His comments came after the BoE’s September policy statement said Britain’s consumer price inflation rate is likely to exceed 4% – more than double the BoE’s target – and the case for the first interest rate hike since the coronavirus pandemic strengthened. .

Pill said the risks to the central bank’s economic and inflation forecasts were “again clearly being two-sided” after the economy shrank by about 10% in 2020 due to the pandemic, but the BoE raised rates sharply. There was no possibility.

“I expect interest rates to remain relatively low for years to come, even as the impact of the COVID-19 pandemic looms large,” he said.
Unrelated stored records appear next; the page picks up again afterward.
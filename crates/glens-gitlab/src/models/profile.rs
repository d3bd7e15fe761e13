//! Full user profile model for the detail view.

use chrono::{DateTime, Utc};
use serde::{Deserialize, Serialize};

/// Everything the `/users/{id}` endpoint reports about one user.
///
/// Fetched lazily by the detail view only and never cached. GitLab leaves
/// most profile fields as empty strings rather than omitting them, so the
/// render layer treats empty and absent alike.
#[derive(Debug, Clone, Serialize, Deserialize)]
pub struct UserProfile {
    pub id: u64,
    pub name: String,
    pub username: String,
    #[serde(default)]
    pub avatar_url: Option<String>,
    #[serde(default)]
    pub web_url: String,
    #[serde(default)]
    pub state: String,
    #[serde(default)]
    pub bot: bool,
    #[serde(default)]
    pub created_at: Option<DateTime<Utc>>,
    #[serde(default)]
    pub bio: Option<String>,
    #[serde(default)]
    pub job_title: Option<String>,
    #[serde(default)]
    pub location: Option<String>,
    #[serde(default)]
    pub pronouns: Option<String>,
    #[serde(default)]
    pub organization: Option<String>,
    #[serde(default)]
    pub work_information: Option<String>,
    #[serde(default)]
    pub public_email: Option<String>,
    #[serde(default)]
    pub local_time: Option<String>,
    #[serde(default)]
    pub website_url: Option<String>,
    #[serde(default)]
    pub linkedin: Option<String>,
    #[serde(default)]
    pub twitter: Option<String>,
    #[serde(default)]
    pub discord: Option<String>,
    #[serde(default)]
    pub skype: Option<String>,
    #[serde(default)]
    pub followers: u64,
    #[serde(default)]
    pub following: u64,
}

#[cfg(test)]
mod tests {
    use super::*;

    #[test]
    fn sparse_profile_parses() {
        let profile: UserProfile = serde_json::from_str(
            r#"{"id": 3, "name": "Bob Marley", "username": "bobm", "state": "active"}"#,
        )
        .unwrap();
        assert_eq!(profile.username, "bobm");
        assert!(profile.job_title.is_none());
        assert!(!profile.bot);
        assert_eq!(profile.followers, 0);
    }
}
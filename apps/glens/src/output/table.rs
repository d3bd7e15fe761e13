//! Table display and filtering helpers for CLI commands

/// Truncate a string for table display, handling Unicode safely.
///
/// If the string exceeds `max_len`, it is truncated with "..." appended.
/// Uses character boundaries to avoid panicking on multi-byte characters.
pub fn truncate(s: &str, max_len: usize) -> String {
    if s.len() <= max_len {
        s.to_string()
    } else {
        let truncated: String = s.chars().take(max_len.saturating_sub(3)).collect();
        format!("{truncated}...")
    }
}

/// Case-insensitive substring match over a member's name and username.
///
/// An empty query matches everyone.
pub fn matches_query(name: &str, username: &str, query: &str) -> bool {
    if query.is_empty() {
        return true;
    }
    let query = query.to_lowercase();
    name.to_lowercase().contains(&query) || username.to_lowercase().contains(&query)
}

#[cfg(test)]
mod tests {
    use super::*;

    #[test]
    fn test_truncate_short_string() {
        assert_eq!(truncate("hello", 10), "hello");
    }

    #[test]
    fn test_truncate_long_string() {
        let result = truncate("hello world this is long", 10);
        assert!(result.len() <= 10);
        assert!(result.ends_with("..."));
    }

    #[test]
    fn test_truncate_unicode() {
        let result = truncate("héllo wörld café", 10);
        assert!(result.ends_with("..."));
    }

    #[test]
    fn test_query_matches_name_any_case() {
        assert!(matches_query("Ada Lovelace", "ada", "ada"));
        assert!(matches_query("Ada Lovelace", "ada", "ADA"));
        assert!(matches_query("Ada Lovelace", "ada", "lovel"));
        assert!(!matches_query("Bob Marley", "bobm", "ada"));
    }

    #[test]
    fn test_query_matches_username() {
        assert!(matches_query("Bob Marley", "bobm", "bobm"));
        assert!(!matches_query("Bob Marley", "bobm", "ada"));
    }

    #[test]
    fn test_empty_query_matches_everyone() {
        assert!(matches_query("Ada Lovelace", "ada", ""));
        assert!(matches_query("Bob Marley", "bobm", ""));
    }

    #[test]
    fn test_filter_preserves_order() {
        let users = [("Ada Lovelace", "ada"), ("Bob Marley", "bobm")];
        let kept: Vec<&str> = users
            .iter()
            .filter(|(name, username)| matches_query(name, username, ""))
            .map(|(_, username)| *username)
            .collect();
        assert_eq!(kept, vec!["ada", "bobm"]);
    }
}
The former Goldman Sachs economist also said that negative interest rates – now part of the BoE’s arsenal – are “both possible and likely to ease monetary conditions” but they were no panacea and they were likely limited to 50% of the additional reduction. Or 100 basis points. Bank rate.
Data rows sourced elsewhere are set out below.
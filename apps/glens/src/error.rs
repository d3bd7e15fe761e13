//! CLI error types and exit codes.

use glens_gitlab::Error as GitlabError;
use thiserror::Error;

/// Exit codes for the CLI
/// - 0: Success
/// - 1: General error
/// - 2: Authentication error
/// - 3: Network error
/// - 4: Validation error
/// - 5: Server error
pub type CliResult<T> = Result<T, CliError>;

#[derive(Debug, Error)]
pub enum CliError {
    #[error("Invalid input: {0}")]
    Validation(String),

    #[error("Input error: {0}")]
    Input(String),

    #[error(transparent)]
    Gitlab(#[from] GitlabError),

    #[error("JSON error: {0}")]
    Json(#[from] serde_json::Error),
}

impl CliError {
    /// Get the exit code for this error
    pub fn exit_code(&self) -> i32 {
        match self {
            CliError::Validation(_) => 4,
            CliError::Input(_) | CliError::Json(_) => 1,
            CliError::Gitlab(e) => match e {
                GitlabError::Validation(_) | GitlabError::NotFound(_) => 4,
                GitlabError::Auth(_) => 2,
                GitlabError::Network(_) => 3,
                GitlabError::Http { status, .. } => {
                    if *status >= 500 {
                        5
                    } else if *status == 401 || *status == 403 {
                        2
                    } else {
                        4
                    }
                }
                GitlabError::Json(_)
                | GitlabError::Url(_)
                | GitlabError::Aggregation(_)
                | GitlabError::Cancelled => 1,
            },
        }
    }

    /// Print the error to stderr with appropriate formatting
    pub fn print(&self) {
        let use_color = std::env::var("NO_COLOR").is_err();

        if use_color {
            eprintln!("\x1b[31mError:\x1b[0m {}", self);
        } else {
            eprintln!("Error: {}", self);
        }

        if let Some(suggestion) = self.suggestion() {
            if use_color {
                eprintln!("\n\x1b[33mSuggestion:\x1b[0m {}", suggestion);
            } else {
                eprintln!("\nSuggestion: {}", suggestion);
            }
        }
    }

    /// Get a suggested action for this error
    fn suggestion(&self) -> Option<&'static str> {
        match self {
            CliError::Gitlab(GitlabError::Auth(_)) => Some(
                "Create a personal access token with read_api scope in your GitLab settings.",
            ),
            CliError::Gitlab(GitlabError::NotFound(_)) => {
                Some("The group id is shown in the group settings and in the group page URL.")
            }
            CliError::Gitlab(GitlabError::Network(_)) => {
                Some("Check your network connection and try again.")
            }
            _ => None,
        }
    }
}

impl From<dialoguer::Error> for CliError {
    fn from(e: dialoguer::Error) -> Self {
        CliError::Input(format!("Dialog error: {e}"))
    }
}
Earlier on Thursday, a BoE survey showed that British companies had raised their inflation expectations.

The BoE said year-ahead annual price inflation was expected to be 3.5% in the three months to September 2022, up from 3.2% in the August survey.

The survey of nearly 2,900 businesses, conducted between 3 September and 17 September, before the recent surge in energy prices and increasing supply and staff shortages has led some private economists to say that the UK The consumer price inflation rate of 5% will be affected.